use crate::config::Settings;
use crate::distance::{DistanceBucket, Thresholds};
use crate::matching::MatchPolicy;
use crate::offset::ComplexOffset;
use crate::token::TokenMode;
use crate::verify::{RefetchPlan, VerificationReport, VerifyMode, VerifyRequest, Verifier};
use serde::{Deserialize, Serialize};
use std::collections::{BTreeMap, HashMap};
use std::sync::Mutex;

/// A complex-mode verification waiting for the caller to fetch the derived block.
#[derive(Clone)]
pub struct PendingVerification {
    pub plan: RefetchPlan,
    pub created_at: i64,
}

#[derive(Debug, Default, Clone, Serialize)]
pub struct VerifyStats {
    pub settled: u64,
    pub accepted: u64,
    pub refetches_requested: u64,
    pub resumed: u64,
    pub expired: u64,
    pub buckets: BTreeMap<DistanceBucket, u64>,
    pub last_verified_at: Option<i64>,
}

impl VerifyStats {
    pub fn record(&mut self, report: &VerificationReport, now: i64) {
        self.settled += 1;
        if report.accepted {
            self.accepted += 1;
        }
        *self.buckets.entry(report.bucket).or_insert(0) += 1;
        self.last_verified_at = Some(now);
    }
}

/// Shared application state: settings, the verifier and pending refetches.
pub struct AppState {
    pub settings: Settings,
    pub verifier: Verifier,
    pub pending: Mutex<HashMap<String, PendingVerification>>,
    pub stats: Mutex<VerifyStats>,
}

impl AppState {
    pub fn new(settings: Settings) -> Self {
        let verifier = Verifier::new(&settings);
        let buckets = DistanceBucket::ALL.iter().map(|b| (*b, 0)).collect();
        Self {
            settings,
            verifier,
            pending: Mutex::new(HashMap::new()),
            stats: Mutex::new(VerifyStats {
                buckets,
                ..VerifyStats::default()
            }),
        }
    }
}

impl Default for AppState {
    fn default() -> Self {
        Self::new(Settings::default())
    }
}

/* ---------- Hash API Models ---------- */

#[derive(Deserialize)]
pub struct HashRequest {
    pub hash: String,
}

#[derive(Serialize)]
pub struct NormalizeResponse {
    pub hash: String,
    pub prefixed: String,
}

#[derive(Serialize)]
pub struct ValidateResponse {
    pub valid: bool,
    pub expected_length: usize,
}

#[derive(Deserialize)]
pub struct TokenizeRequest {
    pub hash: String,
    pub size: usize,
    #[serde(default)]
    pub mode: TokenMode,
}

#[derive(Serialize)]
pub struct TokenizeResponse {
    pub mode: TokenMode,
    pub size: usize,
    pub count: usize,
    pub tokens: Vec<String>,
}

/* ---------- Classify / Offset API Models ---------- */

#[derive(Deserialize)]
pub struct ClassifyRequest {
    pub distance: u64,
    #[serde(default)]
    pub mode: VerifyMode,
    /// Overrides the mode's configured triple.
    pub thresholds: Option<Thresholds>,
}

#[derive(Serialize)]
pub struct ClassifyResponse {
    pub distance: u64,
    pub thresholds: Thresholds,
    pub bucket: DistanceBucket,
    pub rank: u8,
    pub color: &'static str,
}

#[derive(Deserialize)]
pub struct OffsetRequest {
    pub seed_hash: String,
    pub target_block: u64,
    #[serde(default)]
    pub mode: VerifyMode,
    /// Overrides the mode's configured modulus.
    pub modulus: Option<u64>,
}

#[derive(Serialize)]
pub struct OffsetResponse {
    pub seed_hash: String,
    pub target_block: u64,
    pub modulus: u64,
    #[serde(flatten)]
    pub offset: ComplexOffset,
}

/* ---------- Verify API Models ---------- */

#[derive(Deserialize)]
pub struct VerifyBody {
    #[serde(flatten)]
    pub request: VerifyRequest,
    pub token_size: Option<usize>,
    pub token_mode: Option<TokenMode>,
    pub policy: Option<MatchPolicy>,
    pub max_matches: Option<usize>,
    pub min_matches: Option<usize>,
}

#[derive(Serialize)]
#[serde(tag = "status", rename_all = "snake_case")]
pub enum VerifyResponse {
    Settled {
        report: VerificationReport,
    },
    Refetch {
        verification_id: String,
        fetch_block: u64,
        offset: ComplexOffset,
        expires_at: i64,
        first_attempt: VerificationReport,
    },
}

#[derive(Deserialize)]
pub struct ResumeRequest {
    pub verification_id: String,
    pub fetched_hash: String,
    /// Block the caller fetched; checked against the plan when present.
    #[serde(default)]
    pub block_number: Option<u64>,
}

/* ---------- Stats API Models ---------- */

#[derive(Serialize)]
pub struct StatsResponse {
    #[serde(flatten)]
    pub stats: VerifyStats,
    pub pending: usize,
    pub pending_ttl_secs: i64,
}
...
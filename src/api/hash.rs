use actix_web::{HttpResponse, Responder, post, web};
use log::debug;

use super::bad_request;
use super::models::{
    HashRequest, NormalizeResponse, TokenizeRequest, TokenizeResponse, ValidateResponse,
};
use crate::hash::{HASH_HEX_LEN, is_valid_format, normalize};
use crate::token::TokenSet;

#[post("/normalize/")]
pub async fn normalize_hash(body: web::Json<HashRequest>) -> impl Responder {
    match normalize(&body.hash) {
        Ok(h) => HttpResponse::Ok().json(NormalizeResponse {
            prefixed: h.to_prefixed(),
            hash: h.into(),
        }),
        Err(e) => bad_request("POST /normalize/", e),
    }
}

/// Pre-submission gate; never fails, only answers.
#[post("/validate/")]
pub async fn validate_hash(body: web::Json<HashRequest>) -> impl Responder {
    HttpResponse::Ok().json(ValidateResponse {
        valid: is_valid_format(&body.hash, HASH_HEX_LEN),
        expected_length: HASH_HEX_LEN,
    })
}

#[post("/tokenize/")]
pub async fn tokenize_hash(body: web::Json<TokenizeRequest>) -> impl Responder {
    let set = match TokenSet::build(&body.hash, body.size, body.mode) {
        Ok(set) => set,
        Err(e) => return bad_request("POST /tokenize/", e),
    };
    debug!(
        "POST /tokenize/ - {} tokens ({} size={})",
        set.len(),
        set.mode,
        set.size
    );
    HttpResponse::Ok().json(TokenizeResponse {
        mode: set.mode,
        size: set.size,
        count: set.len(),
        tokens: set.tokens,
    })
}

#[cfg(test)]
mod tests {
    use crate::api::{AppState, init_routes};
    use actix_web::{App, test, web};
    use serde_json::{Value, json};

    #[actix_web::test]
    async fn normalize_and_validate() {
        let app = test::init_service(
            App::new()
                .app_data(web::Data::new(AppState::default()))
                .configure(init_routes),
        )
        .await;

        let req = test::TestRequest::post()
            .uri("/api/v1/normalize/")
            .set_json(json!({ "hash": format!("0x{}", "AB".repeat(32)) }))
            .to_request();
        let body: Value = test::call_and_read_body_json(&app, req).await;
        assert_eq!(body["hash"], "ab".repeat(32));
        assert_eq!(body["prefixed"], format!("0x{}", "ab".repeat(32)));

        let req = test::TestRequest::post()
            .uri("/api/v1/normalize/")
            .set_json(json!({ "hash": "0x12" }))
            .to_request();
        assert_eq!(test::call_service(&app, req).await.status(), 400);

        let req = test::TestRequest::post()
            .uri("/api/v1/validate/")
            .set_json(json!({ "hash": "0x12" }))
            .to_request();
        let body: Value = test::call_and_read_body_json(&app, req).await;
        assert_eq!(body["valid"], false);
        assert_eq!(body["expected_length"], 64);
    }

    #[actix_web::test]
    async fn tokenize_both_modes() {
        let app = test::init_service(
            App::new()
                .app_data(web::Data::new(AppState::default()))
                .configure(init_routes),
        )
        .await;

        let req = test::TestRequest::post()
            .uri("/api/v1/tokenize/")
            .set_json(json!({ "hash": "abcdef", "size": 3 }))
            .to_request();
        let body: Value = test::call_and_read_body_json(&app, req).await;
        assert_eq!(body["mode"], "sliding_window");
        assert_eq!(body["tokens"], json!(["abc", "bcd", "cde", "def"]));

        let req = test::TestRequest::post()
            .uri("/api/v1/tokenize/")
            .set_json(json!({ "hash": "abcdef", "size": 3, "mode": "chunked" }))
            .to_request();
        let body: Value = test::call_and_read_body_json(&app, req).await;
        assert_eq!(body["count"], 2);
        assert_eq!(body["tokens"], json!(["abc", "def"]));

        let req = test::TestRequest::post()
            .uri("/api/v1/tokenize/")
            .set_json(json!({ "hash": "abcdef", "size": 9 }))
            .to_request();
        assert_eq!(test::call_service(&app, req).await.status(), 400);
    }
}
==
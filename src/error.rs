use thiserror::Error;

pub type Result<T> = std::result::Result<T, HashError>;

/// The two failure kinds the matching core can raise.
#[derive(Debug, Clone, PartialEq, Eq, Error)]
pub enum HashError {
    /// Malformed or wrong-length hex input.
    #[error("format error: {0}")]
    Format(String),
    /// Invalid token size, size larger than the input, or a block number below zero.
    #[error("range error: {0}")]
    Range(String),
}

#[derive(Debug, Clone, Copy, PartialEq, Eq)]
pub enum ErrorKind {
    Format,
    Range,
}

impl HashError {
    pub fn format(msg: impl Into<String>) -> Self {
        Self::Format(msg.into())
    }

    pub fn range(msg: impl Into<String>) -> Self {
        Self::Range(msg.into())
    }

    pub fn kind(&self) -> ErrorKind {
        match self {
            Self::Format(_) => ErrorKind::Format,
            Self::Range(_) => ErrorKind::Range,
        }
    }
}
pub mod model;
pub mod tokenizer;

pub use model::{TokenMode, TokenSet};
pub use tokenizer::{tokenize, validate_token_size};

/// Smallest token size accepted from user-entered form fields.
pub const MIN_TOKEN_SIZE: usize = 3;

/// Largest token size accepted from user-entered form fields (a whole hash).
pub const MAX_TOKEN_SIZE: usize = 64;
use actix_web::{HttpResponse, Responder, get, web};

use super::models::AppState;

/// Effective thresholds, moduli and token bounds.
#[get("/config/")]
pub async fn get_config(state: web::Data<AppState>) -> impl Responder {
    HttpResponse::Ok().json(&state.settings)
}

Task directions: Look above for the line containing "pub fn record(&mut". Output from there through the line containing "pub struct AppState", exactly and inclusively.

Result below:
    pub fn record(&mut self, report: &VerificationReport, now: i64) {
        self.settled += 1;
        if report.accepted {
            self.accepted += 1;
        }
        *self.buckets.entry(report.bucket).or_insert(0) += 1;
        self.last_verified_at = Some(now);
    }
}

/// Shared application state: settings, the verifier and pending refetches.
pub struct AppState {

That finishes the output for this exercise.